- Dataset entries
#####

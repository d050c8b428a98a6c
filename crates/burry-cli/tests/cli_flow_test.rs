//! Drives the CLI handlers against a temporary ledger file.

use burry_cli::account::{run_airdrop, run_balance, run_keygen, AirdropArgs, BalanceArgs};
use burry_cli::escrow::{
    run_address, run_deposit, run_show, run_withdraw, AddressArgs, DepositArgs, ShowArgs,
    WithdrawArgs,
};
use burry_cli::{ledger_file, CliContext, EXIT_PRICE_NOT_MET};
use burry_core::{Address, Price};
use burry_escrow::{EscrowConfig, EscrowEntry};
use burry_ledger::RentSchedule;

fn context(dir: &tempfile::TempDir, rent: RentSchedule) -> CliContext {
    CliContext {
        ledger_path: dir.path().join("ledger.json"),
        escrow: EscrowConfig {
            new_ledger_rent: rent,
            ..EscrowConfig::default()
        },
    }
}

fn balance(ctx: &CliContext, address: &Address) -> u64 {
    ledger_file::load(&ctx.ledger_path, ctx.escrow.new_ledger_rent)
        .unwrap()
        .balance(address)
}

fn price(s: &str) -> Price {
    Price::parse(s).unwrap()
}

fn fund(ctx: &CliContext, owner: Address, amount: u64) {
    let code = run_airdrop(ctx, &AirdropArgs { to: owner, amount }).unwrap();
    assert_eq!(code, 0);
}

#[test]
fn keygen_succeeds() {
    assert_eq!(run_keygen().unwrap(), 0);
}

#[test]
fn airdrop_persists_between_commands() {
    let dir = tempfile::tempdir().unwrap();
    let ctx = context(&dir, RentSchedule::free());
    let wallet = Address::new_unique();

    fund(&ctx, wallet, 500);
    fund(&ctx, wallet, 250);
    assert_eq!(balance(&ctx, &wallet), 750);
    assert_eq!(run_balance(&ctx, &BalanceArgs { of: wallet }).unwrap(), 0);
}

#[tokio::test]
async fn deposit_then_withdraw_round_trip() {
    let dir = tempfile::tempdir().unwrap();
    let rent = RentSchedule::default();
    let ctx = context(&dir, rent);
    let owner = Address::new_unique();
    fund(&ctx, owner, 1_000_000_000);

    assert_eq!(run_address(&ctx, &AddressArgs { owner }).unwrap(), 0);

    let deposit = DepositArgs {
        owner,
        amount: 100_000,
        unlock_price: price("21.53"),
    };
    assert_eq!(run_deposit(&ctx, &deposit).unwrap(), 0);
    let reserve = rent.minimum_balance(EscrowEntry::SPACE);
    assert_eq!(balance(&ctx, &owner), 1_000_000_000 - 100_000 - reserve);
    assert_eq!(run_show(&ctx, &ShowArgs { owner }).unwrap(), 0);

    let refused = WithdrawArgs {
        owner,
        caller: None,
        price: Some(price("21.53")),
    };
    assert_eq!(run_withdraw(&ctx, &refused).await.unwrap(), EXIT_PRICE_NOT_MET);
    assert_eq!(balance(&ctx, &owner), 1_000_000_000 - 100_000 - reserve);

    let released = WithdrawArgs {
        owner,
        caller: None,
        price: Some(price("21.54")),
    };
    assert_eq!(run_withdraw(&ctx, &released).await.unwrap(), 0);
    assert_eq!(balance(&ctx, &owner), 1_000_000_000);
    assert!(run_show(&ctx, &ShowArgs { owner }).is_err());
}

#[tokio::test]
async fn stranger_withdrawal_is_an_error() {
    let dir = tempfile::tempdir().unwrap();
    let ctx = context(&dir, RentSchedule::free());
    let owner = Address::new_unique();
    fund(&ctx, owner, 1_000);
    let deposit = DepositArgs {
        owner,
        amount: 400,
        unlock_price: price("1"),
    };
    run_deposit(&ctx, &deposit).unwrap();

    let args = WithdrawArgs {
        owner,
        caller: Some(Address::new_unique()),
        price: Some(price("100")),
    };
    let err = run_withdraw(&ctx, &args).await.unwrap_err();
    assert!(format!("{err:#}").contains("is not the owner"));
    assert_eq!(balance(&ctx, &owner), 600);
}

#[test]
fn zero_deposit_is_an_error_and_writes_nothing() {
    let dir = tempfile::tempdir().unwrap();
    let ctx = context(&dir, RentSchedule::free());
    let owner = Address::new_unique();
    fund(&ctx, owner, 1_000);
    let before = std::fs::read_to_string(&ctx.ledger_path).unwrap();

    let deposit = DepositArgs {
        owner,
        amount: 0,
        unlock_price: price("1"),
    };
    assert!(run_deposit(&ctx, &deposit).is_err());
    assert_eq!(std::fs::read_to_string(&ctx.ledger_path).unwrap(), before);
}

#####

- Problem description
Every entry in the data should be returned exactly.

- Result of the task
repository d050c8b428a98a6c
filename crates/burry-cli/tests/cli_flow_test.rs
//! Drives the CLI handlers against a temporary ledger file.

use burry_cli::account::{run_airdrop, run_balance, run_keygen, AirdropArgs, BalanceArgs};
use burry_cli::escrow::{
    run_address, run_deposit, run_show, run_withdraw, AddressArgs, DepositArgs, ShowArgs,
    WithdrawArgs,
};
use burry_cli::{ledger_file, CliContext, EXIT_PRICE_NOT_MET};
use burry_core::{Address, Price};
use burry_escrow::{EscrowConfig, EscrowEntry};
use burry_ledger::RentSchedule;

fn context(dir: &tempfile::TempDir, rent: RentSchedule) -> CliContext {
    CliContext {
        ledger_path: dir.path().join("ledger.json"),
        escrow: EscrowConfig {
            new_ledger_rent: rent,
            ..EscrowConfig::default()
        },
    }
}

fn balance(ctx: &CliContext, address: &Address) -> u64 {
    ledger_file::load(&ctx.ledger_path, ctx.escrow.new_ledger_rent)
        .unwrap()
        .balance(address)
}

fn price(s: &str) -> Price {
    Price::parse(s).unwrap()
}

fn fund(ctx: &CliContext, owner: Address, amount: u64) {
    let code = run_airdrop(ctx, &AirdropArgs { to: owner, amount }).unwrap();
    assert_eq!(code, 0);
}

#[test]
fn keygen_succeeds() {
    assert_eq!(run_keygen().unwrap(), 0);
}

#[test]
fn airdrop_persists_between_commands() {
    let dir = tempfile::tempdir().unwrap();
    let ctx = context(&dir, RentSchedule::free());
    let wallet = Address::new_unique();

    fund(&ctx, wallet, 500);
    fund(&ctx, wallet, 250);
    assert_eq!(balance(&ctx, &wallet), 750);
    assert_eq!(run_balance(&ctx, &BalanceArgs { of: wallet }).unwrap(), 0);
}

#[tokio::test]
async fn deposit_then_withdraw_round_trip() {
    let dir = tempfile::tempdir().unwrap();
    let rent = RentSchedule::default();
    let ctx = context(&dir, rent);
    let owner = Address::new_unique();
    fund(&ctx, owner, 1_000_000_000);

    assert_eq!(run_address(&ctx, &AddressArgs { owner }).unwrap(), 0);

    let deposit = DepositArgs {
        owner,
        amount: 100_000,
        unlock_price: price("21.53"),
    };
    assert_eq!(run_deposit(&ctx, &deposit).unwrap(), 0);
    let reserve = rent.minimum_balance(EscrowEntry::SPACE);
    assert_eq!(balance(&ctx, &owner), 1_000_000_000 - 100_000 - reserve);
    assert_eq!(run_show(&ctx, &ShowArgs { owner }).unwrap(), 0);

    let refused = WithdrawArgs {
        owner,
        caller: None,
        price: Some(price("21.53")),
    };
    assert_eq!(run_withdraw(&ctx, &refused).await.unwrap(), EXIT_PRICE_NOT_MET);
    assert_eq!(balance(&ctx, &owner), 1_000_000_000 - 100_000 - reserve);

    let released = WithdrawArgs {
        owner,
        caller: None,
        price: Some(price("21.54")),
    };
    assert_eq!(run_withdraw(&ctx, &released).await.unwrap(), 0);
    assert_eq!(balance(&ctx, &owner), 1_000_000_000);
    assert!(run_show(&ctx, &ShowArgs { owner }).is_err());
}

#[tokio::test]
async fn stranger_withdrawal_is_an_error() {
    let dir = tempfile::tempdir().unwrap();
    let ctx = context(&dir, RentSchedule::free());
    let owner = Address::new_unique();
    fund(&ctx, owner, 1_000);
    let deposit = DepositArgs {
        owner,
        amount: 400,
        unlock_price: price("1"),
    };
    run_deposit(&ctx, &deposit).unwrap();

    let args = WithdrawArgs {
        owner,
        caller: Some(Address::new_unique()),
        price: Some(price("100")),
    };
    let err = run_withdraw(&ctx, &args).await.unwrap_err();
    assert!(format!("{err:#}").contains("is not the owner"));
    assert_eq!(balance(&ctx, &owner), 600);
}

#[test]
fn zero_deposit_is_an_error_and_writes_nothing() {
    let dir = tempfile::tempdir().unwrap();
    let ctx = context(&dir, RentSchedule::free());
    let owner = Address::new_unique();
    fund(&ctx, owner, 1_000);
    let before = std::fs::read_to_string(&ctx.ledger_path).unwrap();

    let deposit = DepositArgs {
        owner,
        amount: 0,
        unlock_price: price("1"),
    };
    assert!(run_deposit(&ctx, &deposit).is_err());
    assert_eq!(std::fs::read_to_string(&ctx.ledger_path).unwrap(), before);
}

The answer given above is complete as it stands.